**EXERCISE DIRECTIONS:** Please copy every line from the following entries in which the word "DocumentId" appears.

※

//! `PostgreSQL` document store backed by JSONB tables and materialized views.

use super::models::{DocumentRow, KeyedDocumentRow, NamespaceRow};
use super::sql::{self, Statement};
use crate::store::domain::{
    CollectionInfo, CollectionKind, CollectionName, Document, DocumentId, Filter, ID_FIELD,
    Update, UpdateOutcome,
};
use crate::store::ports::{DocumentStore, StoreError, StoreResult};
use crate::view::domain::ViewDefinition;
use async_trait::async_trait;
use diesel::connection::SimpleConnection;
use diesel::pg::{Pg, PgConnection};
use diesel::prelude::*;
use diesel::query_builder::{BoxedSqlQuery, SqlQuery};
use diesel::r2d2::{ConnectionManager, Pool};
use diesel::result::{DatabaseErrorKind, Error as DieselError};
use diesel::sql_types::{Jsonb, Text, Uuid as SqlUuid};
use serde_json::Value;
use tracing::debug;

/// `PostgreSQL` connection pool type used by the document store.
pub type StorePgPool = Pool<ConnectionManager<PgConnection>>;

const SCHEMA: &str = include_str!(
    "../../../../migrations/2026-10-01-000000_create_document_collections/up.sql"
);

/// `PostgreSQL`-backed document store.
#[derive(Debug, Clone)]
pub struct PostgresDocumentStore {
    pool: StorePgPool,
}

impl PostgresDocumentStore {
    /// Creates a new store from a `PostgreSQL` connection pool.
    #[must_use]
    pub const fn new(pool: StorePgPool) -> Self {
        Self { pool }
    }

    /// Installs the `try_cast_uuid` helper and the raw collection tables.
    ///
    /// The script is idempotent and safe to run on every startup.
    ///
    /// # Errors
    ///
    /// Returns [`StoreError::Persistence`] when the script fails.
    pub async fn apply_schema(&self) -> StoreResult<()> {
        self.run_blocking(|connection| {
            connection
                .batch_execute(SCHEMA)
                .map_err(StoreError::persistence)
        })
        .await
    }

    async fn run_blocking<F, T>(&self, f: F) -> StoreResult<T>
    where
        F: FnOnce(&mut PgConnection) -> StoreResult<T> + Send + 'static,
        T: Send + 'static,
    {
        let pool = self.pool.clone();
        tokio::task::spawn_blocking(move || {
            let mut connection = pool.get().map_err(StoreError::persistence)?;
            f(&mut connection)
        })
        .await
        .map_err(StoreError::persistence)?
    }
}

#[async_trait]
impl DocumentStore for PostgresDocumentStore {
    async fn create_collection(&self, name: &CollectionName) -> StoreResult<()> {
        let collection = name.clone();
        self.run_blocking(move |connection| {
            in_transaction(connection, |tx| {
                if find_namespace(tx, &collection)?.is_some() {
                    return Err(StoreError::AlreadyExists(collection.clone()));
                }
                tx.batch_execute(&sql::create_table(&collection))
                    .map_err(|err| classify_create(err, &collection))
            })
        })
        .await
    }

    async fn insert_one(
        &self,
        collection: &CollectionName,
        mut document: Document,
    ) -> StoreResult<DocumentId> {
        let id = if document.contains_key(ID_FIELD) {
            DocumentId::of(&document)?
        } else {
            let fresh = DocumentId::new();
            document.insert(ID_FIELD.to_owned(), fresh.to_value());
            fresh
        };
        let target = collection.clone();
        let statement = sql::insert(collection, &document);

        self.run_blocking(move |connection| {
            require_collection(connection, &target)?;
            bind_all(&statement)
                .execute(connection)
                .map_err(|err| match err {
                    DieselError::DatabaseError(DatabaseErrorKind::UniqueViolation, _) => {
                        StoreError::DuplicateId {
                            collection: target.clone(),
                            id,
                        }
                    }
                    _ => StoreError::persistence(err),
                })?;
            Ok(id)
        })
        .await
    }

    async fn find_one(
        &self,
        collection: &CollectionName,
        filter: &Filter,
    ) -> StoreResult<Option<Document>> {
        let target = collection.clone();
        let statement = sql::select(collection, filter, true);
        self.run_blocking(move |connection| {
            require_namespace(connection, &target)?;
            Ok(load_documents(connection, &statement)?.into_iter().next())
        })
        .await
    }

    async fn find(
        &self,
        collection: &CollectionName,
        filter: &Filter,
    ) -> StoreResult<Vec<Document>> {
        let target = collection.clone();
        let statement = sql::select(collection, filter, false);
        self.run_blocking(move |connection| {
            require_namespace(connection, &target)?;
            load_documents(connection, &statement)
        })
        .await
    }

    async fn update_one(
        &self,
        collection: &CollectionName,
        filter: &Filter,
        update: &Update,
    ) -> StoreResult<UpdateOutcome> {
        let target = collection.clone();
        let statement = sql::select_for_update(collection, filter);
        let change = update.clone();

        self.run_blocking(move |connection| {
            in_transaction(connection, |tx| {
                require_collection(tx, &target)?;
                let Some(row) = bind_all(&statement)
                    .get_result::<KeyedDocumentRow>(tx)
                    .optional()
                    .map_err(StoreError::persistence)?
                else {
                    return Ok(UpdateOutcome::NOT_MATCHED);
                };
                let mut document = into_document(row.document)?;
                if !change.apply(&mut document)? {
                    return Ok(UpdateOutcome::UNCHANGED);
                }
                diesel::sql_query(sql::replace(&target))
                    .bind::<Jsonb, _>(Value::Object(document))
                    .bind::<SqlUuid, _>(row.id)
                    .execute(tx)
                    .map_err(StoreError::persistence)?;
                Ok(UpdateOutcome::MODIFIED)
            })
        })
        .await
    }

    async fn delete_one(&self, collection: &CollectionName, filter: &Filter) -> StoreResult<bool> {
        let target = collection.clone();
        let statement = sql::delete(collection, filter);
        self.run_blocking(move |connection| {
            require_collection(connection, &target)?;
            let removed = bind_all(&statement)
                .execute(connection)
                .map_err(StoreError::persistence)?;
            Ok(removed > 0)
        })
        .await
    }

    async fn list_collections(&self) -> StoreResult<Vec<CollectionInfo>> {
        self.run_blocking(|connection| {
            let rows = diesel::sql_query(sql::LIST_NAMESPACES)
                .load::<NamespaceRow>(connection)
                .map_err(StoreError::persistence)?;
            Ok(rows.into_iter().filter_map(namespace_info).collect())
        })
        .await
    }

    async fn drop_collection(&self, name: &CollectionName) -> StoreResult<()> {
        let target = name.clone();
        self.run_blocking(move |connection| {
            let row = find_namespace(connection, &target)?
                .ok_or_else(|| StoreError::NamespaceNotFound(target.clone()))?;
            debug!(namespace = %target, relkind = %row.relkind, "dropping namespace");
            connection
                .batch_execute(&sql::drop(&target, &row.relkind))
                .map_err(StoreError::persistence)
        })
        .await
    }

    async fn create_view(&self, definition: &ViewDefinition) -> StoreResult<()> {
        definition
            .validate()
            .map_err(|err| StoreError::InvalidDefinition {
                view: definition.name().clone(),
                reason: err.to_string(),
            })?;
        let view = definition.name().clone();
        let required: Vec<CollectionName> = std::iter::once(definition.source())
            .chain(definition.pipeline().joined_collections())
            .cloned()
            .collect();
        let statement = sql::create_view(definition);

        self.run_blocking(move |connection| {
            in_transaction(connection, |tx| {
                if find_namespace(tx, &view)?.is_some() {
                    return Err(StoreError::AlreadyExists(view.clone()));
                }
                for name in &required {
                    if find_namespace(tx, name)?.is_none() {
                        return Err(StoreError::InvalidDefinition {
                            view: view.clone(),
                            reason: format!("namespace {name} does not exist"),
                        });
                    }
                }
                debug!(view = %view, "creating materialized view");
                tx.batch_execute(&statement)
                    .map_err(|err| classify_create(err, &view))
            })
        })
        .await
    }

    async fn refresh_view(&self, name: &CollectionName) -> StoreResult<()> {
        let view = name.clone();
        self.run_blocking(move |connection| {
            let row = find_namespace(connection, &view)?
                .ok_or_else(|| StoreError::NamespaceNotFound(view.clone()))?;
            if row.relkind != "m" {
                return Err(StoreError::InvalidDefinition {
                    view: view.clone(),
                    reason: "namespace is not a materialized view".to_owned(),
                });
            }
            connection
                .batch_execute(&sql::refresh(&view))
                .map_err(StoreError::persistence)
        })
        .await
    }
}

#[derive(Debug)]
enum TransactionError {
    Store(StoreError),
    Diesel(DieselError),
}

impl From<DieselError> for TransactionError {
    fn from(err: DieselError) -> Self {
        Self::Diesel(err)
    }
}

fn in_transaction<T>(
    connection: &mut PgConnection,
    f: impl FnOnce(&mut PgConnection) -> StoreResult<T>,
) -> StoreResult<T> {
    connection
        .transaction::<T, TransactionError, _>(|tx| f(tx).map_err(TransactionError::Store))
        .map_err(|err| match err {
            TransactionError::Store(source) => source,
            TransactionError::Diesel(source) => StoreError::persistence(source),
        })
}

fn bind_all(statement: &Statement) -> BoxedSqlQuery<'static, Pg, SqlQuery> {
    statement.params.iter().cloned().fold(
        diesel::sql_query(statement.sql.clone()).into_boxed(),
        |query, param| query.bind::<Jsonb, _>(param),
    )
}

fn find_namespace(
    connection: &mut PgConnection,
    name: &CollectionName,
) -> StoreResult<Option<NamespaceRow>> {
    diesel::sql_query(sql::FIND_NAMESPACE)
        .bind::<Text, _>(name.as_str().to_owned())
        .get_result::<NamespaceRow>(connection)
        .optional()
        .map_err(StoreError::persistence)
}

fn require_namespace(connection: &mut PgConnection, name: &CollectionName) -> StoreResult<()> {
    find_namespace(connection, name)?
        .map(|_| ())
        .ok_or_else(|| StoreError::NamespaceNotFound(name.clone()))
}

fn require_collection(connection: &mut PgConnection, name: &CollectionName) -> StoreResult<()> {
    match find_namespace(connection, name)? {
        Some(row) if row.relkind == "r" => Ok(()),
        Some(_) => Err(StoreError::ReadOnlyView(name.clone())),
        None => Err(StoreError::NamespaceNotFound(name.clone())),
    }
}

fn load_documents(connection: &mut PgConnection, statement: &Statement) -> StoreResult<Vec<Document>> {
    bind_all(statement)
        .load::<DocumentRow>(connection)
        .map_err(StoreError::persistence)?
        .into_iter()
        .map(|row| into_document(row.document))
        .collect()
}

fn into_document(value: Value) -> StoreResult<Document> {
    match value {
        Value::Object(document) => Ok(document),
        other => Err(StoreError::persistence(std::io::Error::other(format!(
            "stored value is not a JSON object: {other}"
        )))),
    }
}

fn namespace_info(row: NamespaceRow) -> Option<CollectionInfo> {
    let kind = if row.relkind == "r" {
        CollectionKind::Collection
    } else {
        CollectionKind::View
    };
    match CollectionName::new(row.name) {
        Ok(name) => Some(CollectionInfo::new(name, kind)),
        Err(err) => {
            debug!(error = %err, "skipping namespace with unsupported name");
            None
        }
    }
}

fn classify_create(err: DieselError, name: &CollectionName) -> StoreError {
    match &err {
        DieselError::DatabaseError(DatabaseErrorKind::UniqueViolation, _) => {
            StoreError::AlreadyExists(name.clone())
        }
        DieselError::DatabaseError(_, info) if info.message().contains("already exists") => {
            StoreError::AlreadyExists(name.clone())
        }
        _ => StoreError::persistence(err),
    }
}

※

**REPLY:**
    CollectionInfo, CollectionKind, CollectionName, Document, DocumentId, Filter, ID_FIELD,
    ) -> StoreResult<DocumentId> {
            DocumentId::of(&document)?
            let fresh = DocumentId::new();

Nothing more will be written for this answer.